» **Task prompt**: All of the data below is to be output exactly as written.

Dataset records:
┄┄┄┄┄┄┄┄┄┄┄┄┄┄┄┄┄┄┄┄

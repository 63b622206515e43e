//! Inspect command: artifact metadata without loading the model.

use crate::error::{CliError, Result};
use crate::output;
use pinguino::predictor;
use std::path::Path;

/// Run the inspect command.
pub(crate) fn run(file: &Path, json: bool) -> Result<()> {
    if !file.exists() {
        return Err(CliError::FileNotFound(file.to_path_buf()));
    }

    let info = predictor::inspect(file)?;

    if json {
        let out = serde_json::json!({
            "file": file.display().to_string(),
            "model_type": info.model_type,
            "version": format!("{}.{}", info.version.0, info.version.1),
            "name": info.name,
            "description": info.description,
            "payload_len": info.payload_len,
        });
        println!("{out:#}");
        return Ok(());
    }

    output::section("Artifact");
    output::kv("File", file.display());
    output::kv("Model type", &info.model_type);
    output::kv("Version", format!("{}.{}", info.version.0, info.version.1));
    output::kv("Name", info.name.as_deref().unwrap_or("-"));
    output::kv("Description", info.description.as_deref().unwrap_or("-"));
    output::kv("Payload size", format!("{} bytes", info.payload_len));

    Ok(())
}
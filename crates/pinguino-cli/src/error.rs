//! Error types for pinguino-cli.

use pinguino::error::PinguinoError;
use std::path::PathBuf;
use std::process::ExitCode;
use thiserror::Error;

/// Result type alias for CLI operations
pub(crate) type Result<T> = std::result::Result<T, CliError>;

/// CLI error types
#[derive(Error, Debug)]
pub(crate) enum CliError {
    /// Model file not found
    #[error("File not found: {0}")]
    FileNotFound(PathBuf),

    /// Invalid PGN artifact
    #[error("Invalid artifact: {0}")]
    InvalidFormat(String),

    /// Input outside the form's accepted values
    #[error("Invalid input: {0}")]
    InvalidInput(String),

    /// IO error
    #[error("IO error: {0}")]
    Io(#[from] std::io::Error),

    /// Library error
    #[error("{0}")]
    Pinguino(String),
}

impl CliError {
    /// Get exit code for this error
    pub(crate) fn exit_code(&self) -> ExitCode {
        match self {
            Self::Pinguino(_) => ExitCode::from(1),
            Self::InvalidInput(_) => ExitCode::from(2),
            Self::FileNotFound(_) => ExitCode::from(3),
            Self::InvalidFormat(_) => ExitCode::from(4),
            Self::Io(_) => ExitCode::from(7),
        }
    }
}

impl From<PinguinoError> for CliError {
    fn from(e: PinguinoError) -> Self {
        match e {
            PinguinoError::FormatError { .. }
            | PinguinoError::UnsupportedVersion { .. }
            | PinguinoError::ChecksumMismatch { .. }
            | PinguinoError::Serialization(_) => Self::InvalidFormat(e.to_string()),
            PinguinoError::UnknownCategory { .. } => Self::InvalidInput(e.to_string()),
            PinguinoError::Io(io) => Self::Io(io),
            other => Self::Pinguino(other.to_string()),
        }
    }
}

┄┄┄┄┄┄┄┄┄┄┄┄┄┄┄┄┄┄┄┄

» **Output of the task**:
repository 63b622206515e43e
//! Inspect command: artifact metadata without loading the model.

use crate::error::{CliError, Result};
use crate::output;
use pinguino::predictor;
use std::path::Path;

/// Run the inspect command.
pub(crate) fn run(file: &Path, json: bool) -> Result<()> {
    if !file.exists() {
        return Err(CliError::FileNotFound(file.to_path_buf()));
    }

    let info = predictor::inspect(file)?;

    if json {
        let out = serde_json::json!({
            "file": file.display().to_string(),
            "model_type": info.model_type,
            "version": format!("{}.{}", info.version.0, info.version.1),
            "name": info.name,
            "description": info.description,
            "payload_len": info.payload_len,
        });
        println!("{out:#}");
        return Ok(());
    }

    output::section("Artifact");
    output::kv("File", file.display());
    output::kv("Model type", &info.model_type);
    output::kv("Version", format!("{}.{}", info.version.0, info.version.1));
    output::kv("Name", info.name.as_deref().unwrap_or("-"));
    output::kv("Description", info.description.as_deref().unwrap_or("-"));
    output::kv("Payload size", format!("{} bytes", info.payload_len));

    Ok(())
}
filename crates/pinguino-cli/src/error.rs
//! Error types for pinguino-cli.

use pinguino::error::PinguinoError;
use std::path::PathBuf;
use std::process::ExitCode;
use thiserror::Error;

/// Result type alias for CLI operations
pub(crate) type Result<T> = std::result::Result<T, CliError>;

/// CLI error types
#[derive(Error, Debug)]
pub(crate) enum CliError {
    /// Model file not found
    #[error("File not found: {0}")]
    FileNotFound(PathBuf),

    /// Invalid PGN artifact
    #[error("Invalid artifact: {0}")]
    InvalidFormat(String),

    /// Input outside the form's accepted values
    #[error("Invalid input: {0}")]
    InvalidInput(String),

    /// IO error
    #[error("IO error: {0}")]
    Io(#[from] std::io::Error),

    /// Library error
    #[error("{0}")]
    Pinguino(String),
}

impl CliError {
    /// Get exit code for this error
    pub(crate) fn exit_code(&self) -> ExitCode {
        match self {
            Self::Pinguino(_) => ExitCode::from(1),
            Self::InvalidInput(_) => ExitCode::from(2),
            Self::FileNotFound(_) => ExitCode::from(3),
            Self::InvalidFormat(_) => ExitCode::from(4),
            Self::Io(_) => ExitCode::from(7),
        }
    }
}

impl From<PinguinoError> for CliError {
    fn from(e: PinguinoError) -> Self {
        match e {
            PinguinoError::FormatError { .. }
            | PinguinoError::UnsupportedVersion { .. }
            | PinguinoError::ChecksumMismatch { .. }
            | PinguinoError::Serialization(_) => Self::InvalidFormat(e.to_string()),
            PinguinoError::UnknownCategory { .. } => Self::InvalidInput(e.to_string()),
            PinguinoError::Io(io) => Self::Io(io),
            other => Self::Pinguino(other.to_string()),
        }
    }
}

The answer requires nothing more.